▸ EXERCISE DESCRIPTION
Your answer must be the records, copied with no change.

SOURCE DATA: Begin

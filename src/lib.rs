//! Diagnostics for an application's environment configuration.
//!
//! The core is [`find_key`]: locate the first `KEY=` line of an environment
//! file and hand its value to [`classify`]. The [`report`] module builds the
//! two diagnostic programs on top of it.

pub mod error;
pub use error::Error;
pub use error::ErrorKind;

pub mod result;
pub use result::Result;

pub mod options;
pub use options::Options;

pub mod env;
pub use env::{GetEnv, ServerVars, SystemEnv};

pub mod line_splitter;

pub mod entry;
pub use entry::{find_key, ConfigEntry};

pub mod classify;
pub use classify::{classify, Emptiness, Format, ValueClassification};

pub mod inspector;
pub use inspector::{load, EnvFileInspector};

pub mod framework;
pub use framework::{Bootstrap, ConfigSource, ConfigValue};

pub mod metadata;
pub use metadata::{file_metadata, FileMetadata};

pub mod report;

/// Installs the stderr logger. `KEYPROBE_LOG` takes an `EnvFilter` directive,
/// otherwise only warnings are shown unless `debug` is set.
pub fn init_logging(debug: bool) {
    use tracing_subscriber::EnvFilter;

    let default_level = if debug { "debug" } else { "warn" };
    let filter = EnvFilter::try_from_env("KEYPROBE_LOG")
        .unwrap_or_else(|_| EnvFilter::new(default_level));

    tracing_subscriber::fmt()
        .with_env_filter(filter)
        .with_writer(std::io::stderr)
        .with_target(false)
        .init();
}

SOURCE DATA: End

▸ WRITTEN SOLUTION
filename src/lib.rs
//! Diagnostics for an application's environment configuration.
//!
//! The core is [`find_key`]: locate the first `KEY=` line of an environment
//! file and hand its value to [`classify`]. The [`report`] module builds the
//! two diagnostic programs on top of it.

pub mod error;
pub use error::Error;
pub use error::ErrorKind;

pub mod result;
pub use result::Result;

pub mod options;
pub use options::Options;

pub mod env;
pub use env::{GetEnv, ServerVars, SystemEnv};

pub mod line_splitter;

pub mod entry;
pub use entry::{find_key, ConfigEntry};

pub mod classify;
pub use classify::{classify, Emptiness, Format, ValueClassification};

pub mod inspector;
pub use inspector::{load, EnvFileInspector};

pub mod framework;
pub use framework::{Bootstrap, ConfigSource, ConfigValue};

pub mod metadata;
pub use metadata::{file_metadata, FileMetadata};

pub mod report;

/// Installs the stderr logger. `KEYPROBE_LOG` takes an `EnvFilter` directive,
/// otherwise only warnings are shown unless `debug` is set.
pub fn init_logging(debug: bool) {
    use tracing_subscriber::EnvFilter;

    let default_level = if debug { "debug" } else { "warn" };
    let filter = EnvFilter::try_from_env("KEYPROBE_LOG")
        .unwrap_or_else(|_| EnvFilter::new(default_level));

    tracing_subscriber::fmt()
        .with_env_filter(filter)
        .with_writer(std::io::stderr)
        .with_target(false)
        .init();
}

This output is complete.